Scan the records below for the line containing "filename src/movegen.rs" and the line containing "const KNIGHT_BEHAVIORS: [Behavior;". Copy both, plus every line between, exactly.

=-=-=

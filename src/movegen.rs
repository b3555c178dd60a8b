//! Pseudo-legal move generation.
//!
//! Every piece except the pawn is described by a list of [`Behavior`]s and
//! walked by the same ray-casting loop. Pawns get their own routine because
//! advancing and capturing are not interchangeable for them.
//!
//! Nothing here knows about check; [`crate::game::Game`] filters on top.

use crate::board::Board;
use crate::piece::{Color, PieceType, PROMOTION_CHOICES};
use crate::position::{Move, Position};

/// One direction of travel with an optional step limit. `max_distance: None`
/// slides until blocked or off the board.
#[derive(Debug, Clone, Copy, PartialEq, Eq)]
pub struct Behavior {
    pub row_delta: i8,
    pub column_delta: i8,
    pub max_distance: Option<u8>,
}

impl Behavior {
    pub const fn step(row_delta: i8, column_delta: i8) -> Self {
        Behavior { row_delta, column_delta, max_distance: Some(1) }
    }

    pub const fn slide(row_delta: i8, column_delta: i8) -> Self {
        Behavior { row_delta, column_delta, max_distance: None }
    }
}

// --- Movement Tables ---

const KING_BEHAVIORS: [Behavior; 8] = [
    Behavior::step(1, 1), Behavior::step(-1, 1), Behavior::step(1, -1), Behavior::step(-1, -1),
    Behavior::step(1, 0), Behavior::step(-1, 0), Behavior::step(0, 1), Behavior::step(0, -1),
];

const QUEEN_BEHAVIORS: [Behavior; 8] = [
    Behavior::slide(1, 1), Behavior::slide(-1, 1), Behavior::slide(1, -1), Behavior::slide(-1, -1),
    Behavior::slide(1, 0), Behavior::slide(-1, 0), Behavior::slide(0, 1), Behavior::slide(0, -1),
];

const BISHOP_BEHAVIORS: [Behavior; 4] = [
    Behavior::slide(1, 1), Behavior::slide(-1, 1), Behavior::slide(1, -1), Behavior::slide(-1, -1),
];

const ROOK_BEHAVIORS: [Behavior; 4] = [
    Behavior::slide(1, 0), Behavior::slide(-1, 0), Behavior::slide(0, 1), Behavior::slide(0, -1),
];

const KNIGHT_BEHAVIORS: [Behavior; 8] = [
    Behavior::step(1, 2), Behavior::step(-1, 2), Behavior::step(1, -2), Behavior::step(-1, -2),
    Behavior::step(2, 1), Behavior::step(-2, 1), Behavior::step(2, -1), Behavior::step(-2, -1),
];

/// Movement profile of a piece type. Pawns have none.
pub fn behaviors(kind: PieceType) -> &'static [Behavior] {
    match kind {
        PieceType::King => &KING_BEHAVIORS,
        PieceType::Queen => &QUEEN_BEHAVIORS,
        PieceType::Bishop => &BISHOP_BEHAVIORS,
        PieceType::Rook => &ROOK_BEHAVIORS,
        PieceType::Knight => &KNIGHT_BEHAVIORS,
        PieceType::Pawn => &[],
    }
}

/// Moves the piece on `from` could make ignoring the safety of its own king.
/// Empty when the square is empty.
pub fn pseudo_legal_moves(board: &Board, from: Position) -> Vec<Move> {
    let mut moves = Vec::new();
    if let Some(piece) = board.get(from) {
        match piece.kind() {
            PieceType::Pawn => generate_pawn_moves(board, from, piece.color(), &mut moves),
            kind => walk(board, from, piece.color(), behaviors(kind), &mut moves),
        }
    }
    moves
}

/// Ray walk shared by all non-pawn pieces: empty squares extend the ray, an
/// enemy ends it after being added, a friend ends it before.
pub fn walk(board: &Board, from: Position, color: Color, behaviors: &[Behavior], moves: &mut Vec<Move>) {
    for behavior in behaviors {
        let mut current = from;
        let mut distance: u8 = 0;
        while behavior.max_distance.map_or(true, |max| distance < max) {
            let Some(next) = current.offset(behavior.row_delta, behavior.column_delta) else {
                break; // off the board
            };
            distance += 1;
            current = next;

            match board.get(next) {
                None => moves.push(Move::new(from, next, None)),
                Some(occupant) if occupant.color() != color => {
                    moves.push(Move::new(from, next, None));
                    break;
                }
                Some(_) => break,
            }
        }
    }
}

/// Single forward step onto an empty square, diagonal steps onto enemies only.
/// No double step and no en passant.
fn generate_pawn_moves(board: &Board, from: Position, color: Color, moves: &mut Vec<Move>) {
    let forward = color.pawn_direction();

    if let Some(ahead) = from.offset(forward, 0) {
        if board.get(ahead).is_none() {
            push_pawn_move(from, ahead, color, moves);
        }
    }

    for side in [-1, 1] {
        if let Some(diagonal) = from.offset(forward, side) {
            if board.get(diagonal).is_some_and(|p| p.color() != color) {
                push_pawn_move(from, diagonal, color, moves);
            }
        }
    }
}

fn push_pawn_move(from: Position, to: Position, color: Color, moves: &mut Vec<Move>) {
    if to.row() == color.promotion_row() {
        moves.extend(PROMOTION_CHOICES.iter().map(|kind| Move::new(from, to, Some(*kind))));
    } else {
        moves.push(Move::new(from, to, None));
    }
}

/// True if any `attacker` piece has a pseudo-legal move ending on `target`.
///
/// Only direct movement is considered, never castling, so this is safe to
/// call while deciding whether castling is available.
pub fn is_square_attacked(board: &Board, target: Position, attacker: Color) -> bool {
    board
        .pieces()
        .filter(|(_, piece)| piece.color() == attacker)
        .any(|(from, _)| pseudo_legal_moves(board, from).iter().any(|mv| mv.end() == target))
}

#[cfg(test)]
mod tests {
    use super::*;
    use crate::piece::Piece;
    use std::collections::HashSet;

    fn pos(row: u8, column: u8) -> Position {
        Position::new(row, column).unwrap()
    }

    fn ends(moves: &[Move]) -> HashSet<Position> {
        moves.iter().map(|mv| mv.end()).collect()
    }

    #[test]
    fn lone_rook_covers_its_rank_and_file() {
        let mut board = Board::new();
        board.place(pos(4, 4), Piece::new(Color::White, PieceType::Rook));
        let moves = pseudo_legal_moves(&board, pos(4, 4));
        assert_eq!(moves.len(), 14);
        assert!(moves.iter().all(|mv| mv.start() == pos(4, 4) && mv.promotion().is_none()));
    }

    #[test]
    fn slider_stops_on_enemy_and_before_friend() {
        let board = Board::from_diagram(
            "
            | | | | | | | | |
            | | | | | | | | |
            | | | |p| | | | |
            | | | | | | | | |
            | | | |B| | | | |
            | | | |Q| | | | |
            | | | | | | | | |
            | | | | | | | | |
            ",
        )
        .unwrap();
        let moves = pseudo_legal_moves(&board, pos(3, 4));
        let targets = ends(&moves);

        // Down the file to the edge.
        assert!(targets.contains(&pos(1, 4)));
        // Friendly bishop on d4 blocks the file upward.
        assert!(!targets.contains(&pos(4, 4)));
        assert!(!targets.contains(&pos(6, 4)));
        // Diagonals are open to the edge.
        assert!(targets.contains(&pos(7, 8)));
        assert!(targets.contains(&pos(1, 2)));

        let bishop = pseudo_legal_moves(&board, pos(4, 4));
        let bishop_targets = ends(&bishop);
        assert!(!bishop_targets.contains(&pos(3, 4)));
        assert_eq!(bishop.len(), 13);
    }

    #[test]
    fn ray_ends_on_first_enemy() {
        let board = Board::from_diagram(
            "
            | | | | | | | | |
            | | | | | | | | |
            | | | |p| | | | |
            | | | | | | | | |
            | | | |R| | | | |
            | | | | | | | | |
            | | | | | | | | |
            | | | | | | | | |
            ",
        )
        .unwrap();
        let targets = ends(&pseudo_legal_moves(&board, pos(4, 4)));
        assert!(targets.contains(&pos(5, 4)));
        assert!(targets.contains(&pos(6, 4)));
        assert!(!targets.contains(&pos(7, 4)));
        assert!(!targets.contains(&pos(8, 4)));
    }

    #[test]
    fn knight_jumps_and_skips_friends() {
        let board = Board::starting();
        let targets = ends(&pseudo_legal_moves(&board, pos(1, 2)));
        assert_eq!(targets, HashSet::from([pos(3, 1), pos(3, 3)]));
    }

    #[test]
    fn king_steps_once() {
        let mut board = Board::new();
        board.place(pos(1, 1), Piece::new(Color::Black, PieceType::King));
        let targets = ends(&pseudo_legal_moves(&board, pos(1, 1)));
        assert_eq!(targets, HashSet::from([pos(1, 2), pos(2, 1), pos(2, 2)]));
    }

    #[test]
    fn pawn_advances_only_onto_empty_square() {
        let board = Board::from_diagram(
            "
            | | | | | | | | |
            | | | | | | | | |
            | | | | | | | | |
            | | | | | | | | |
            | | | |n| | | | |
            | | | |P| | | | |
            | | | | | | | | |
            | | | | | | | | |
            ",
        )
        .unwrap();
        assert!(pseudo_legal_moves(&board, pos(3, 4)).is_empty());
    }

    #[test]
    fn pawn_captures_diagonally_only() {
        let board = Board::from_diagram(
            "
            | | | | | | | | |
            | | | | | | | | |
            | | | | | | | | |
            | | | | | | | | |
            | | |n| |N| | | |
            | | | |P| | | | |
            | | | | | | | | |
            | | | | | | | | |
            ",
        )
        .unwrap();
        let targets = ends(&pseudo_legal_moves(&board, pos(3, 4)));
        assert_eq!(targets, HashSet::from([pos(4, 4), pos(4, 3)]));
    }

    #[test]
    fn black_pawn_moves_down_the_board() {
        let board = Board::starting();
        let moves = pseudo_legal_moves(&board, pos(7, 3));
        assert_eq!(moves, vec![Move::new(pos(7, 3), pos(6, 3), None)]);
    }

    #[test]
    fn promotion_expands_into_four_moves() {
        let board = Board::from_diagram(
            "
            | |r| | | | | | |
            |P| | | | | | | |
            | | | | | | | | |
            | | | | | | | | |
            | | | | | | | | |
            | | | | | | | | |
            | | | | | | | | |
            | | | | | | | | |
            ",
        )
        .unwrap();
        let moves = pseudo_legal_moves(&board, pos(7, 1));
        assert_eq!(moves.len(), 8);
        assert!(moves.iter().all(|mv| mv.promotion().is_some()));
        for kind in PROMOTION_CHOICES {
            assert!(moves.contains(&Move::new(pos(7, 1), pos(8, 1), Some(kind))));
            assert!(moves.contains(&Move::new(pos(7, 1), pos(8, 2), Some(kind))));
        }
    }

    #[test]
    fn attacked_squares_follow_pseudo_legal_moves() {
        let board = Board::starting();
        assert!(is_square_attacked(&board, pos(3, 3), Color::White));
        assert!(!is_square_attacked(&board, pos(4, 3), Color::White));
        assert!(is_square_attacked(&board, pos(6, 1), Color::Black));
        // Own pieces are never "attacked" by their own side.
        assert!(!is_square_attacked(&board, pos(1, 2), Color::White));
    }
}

=-=-=

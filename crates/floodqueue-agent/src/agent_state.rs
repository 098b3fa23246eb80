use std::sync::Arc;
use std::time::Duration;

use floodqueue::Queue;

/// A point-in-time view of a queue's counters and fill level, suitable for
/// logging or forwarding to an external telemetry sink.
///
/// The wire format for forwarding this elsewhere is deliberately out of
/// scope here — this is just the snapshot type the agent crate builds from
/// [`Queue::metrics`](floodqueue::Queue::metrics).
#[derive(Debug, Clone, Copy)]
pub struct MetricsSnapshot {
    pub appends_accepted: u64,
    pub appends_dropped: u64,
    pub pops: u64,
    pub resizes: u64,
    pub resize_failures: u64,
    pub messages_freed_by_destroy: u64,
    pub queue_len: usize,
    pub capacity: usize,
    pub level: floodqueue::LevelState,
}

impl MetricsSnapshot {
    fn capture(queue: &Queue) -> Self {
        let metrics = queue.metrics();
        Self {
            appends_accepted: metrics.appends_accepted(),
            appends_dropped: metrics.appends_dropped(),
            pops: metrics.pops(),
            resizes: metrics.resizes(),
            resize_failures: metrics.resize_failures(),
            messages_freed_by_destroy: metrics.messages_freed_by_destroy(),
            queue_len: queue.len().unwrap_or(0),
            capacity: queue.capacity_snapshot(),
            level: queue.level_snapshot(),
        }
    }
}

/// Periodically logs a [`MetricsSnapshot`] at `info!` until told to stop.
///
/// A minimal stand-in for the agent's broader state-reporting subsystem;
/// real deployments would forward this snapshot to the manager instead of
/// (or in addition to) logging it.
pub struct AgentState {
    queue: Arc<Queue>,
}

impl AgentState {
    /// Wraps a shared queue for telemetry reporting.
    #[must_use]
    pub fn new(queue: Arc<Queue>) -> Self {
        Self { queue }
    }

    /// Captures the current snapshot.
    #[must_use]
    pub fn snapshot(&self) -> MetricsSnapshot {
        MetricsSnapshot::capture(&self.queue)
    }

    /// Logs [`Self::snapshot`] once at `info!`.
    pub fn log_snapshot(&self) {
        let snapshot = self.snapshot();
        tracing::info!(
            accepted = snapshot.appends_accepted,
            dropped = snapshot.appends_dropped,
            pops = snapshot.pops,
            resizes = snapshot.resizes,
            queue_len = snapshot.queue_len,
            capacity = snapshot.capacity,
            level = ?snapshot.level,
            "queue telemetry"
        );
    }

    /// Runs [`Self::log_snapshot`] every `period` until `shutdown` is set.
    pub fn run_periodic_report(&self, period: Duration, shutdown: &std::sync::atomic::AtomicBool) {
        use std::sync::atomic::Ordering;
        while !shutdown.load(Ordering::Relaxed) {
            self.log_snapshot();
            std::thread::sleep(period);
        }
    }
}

=-=-=

WORKED SOLUTION ::
filename src/movegen.rs
repository b3555c178dd60a8b
//! Pseudo-legal move generation.
//!
//! Every piece except the pawn is described by a list of [`Behavior`]s and
//! walked by the same ray-casting loop. Pawns get their own routine because
//! advancing and capturing are not interchangeable for them.
//!
//! Nothing here knows about check; [`crate::game::Game`] filters on top.

use crate::board::Board;
use crate::piece::{Color, PieceType, PROMOTION_CHOICES};
use crate::position::{Move, Position};

/// One direction of travel with an optional step limit. `max_distance: None`
/// slides until blocked or off the board.
#[derive(Debug, Clone, Copy, PartialEq, Eq)]
pub struct Behavior {
    pub row_delta: i8,
    pub column_delta: i8,
    pub max_distance: Option<u8>,
}

impl Behavior {
    pub const fn step(row_delta: i8, column_delta: i8) -> Self {
        Behavior { row_delta, column_delta, max_distance: Some(1) }
    }

    pub const fn slide(row_delta: i8, column_delta: i8) -> Self {
        Behavior { row_delta, column_delta, max_distance: None }
    }
}

// --- Movement Tables ---

const KING_BEHAVIORS: [Behavior; 8] = [
    Behavior::step(1, 1), Behavior::step(-1, 1), Behavior::step(1, -1), Behavior::step(-1, -1),
    Behavior::step(1, 0), Behavior::step(-1, 0), Behavior::step(0, 1), Behavior::step(0, -1),
];

const QUEEN_BEHAVIORS: [Behavior; 8] = [
    Behavior::slide(1, 1), Behavior::slide(-1, 1), Behavior::slide(1, -1), Behavior::slide(-1, -1),
    Behavior::slide(1, 0), Behavior::slide(-1, 0), Behavior::slide(0, 1), Behavior::slide(0, -1),
];

const BISHOP_BEHAVIORS: [Behavior; 4] = [
    Behavior::slide(1, 1), Behavior::slide(-1, 1), Behavior::slide(1, -1), Behavior::slide(-1, -1),
];

const ROOK_BEHAVIORS: [Behavior; 4] = [
    Behavior::slide(1, 0), Behavior::slide(-1, 0), Behavior::slide(0, 1), Behavior::slide(0, -1),
];

const KNIGHT_BEHAVIORS: [Behavior; 8] = [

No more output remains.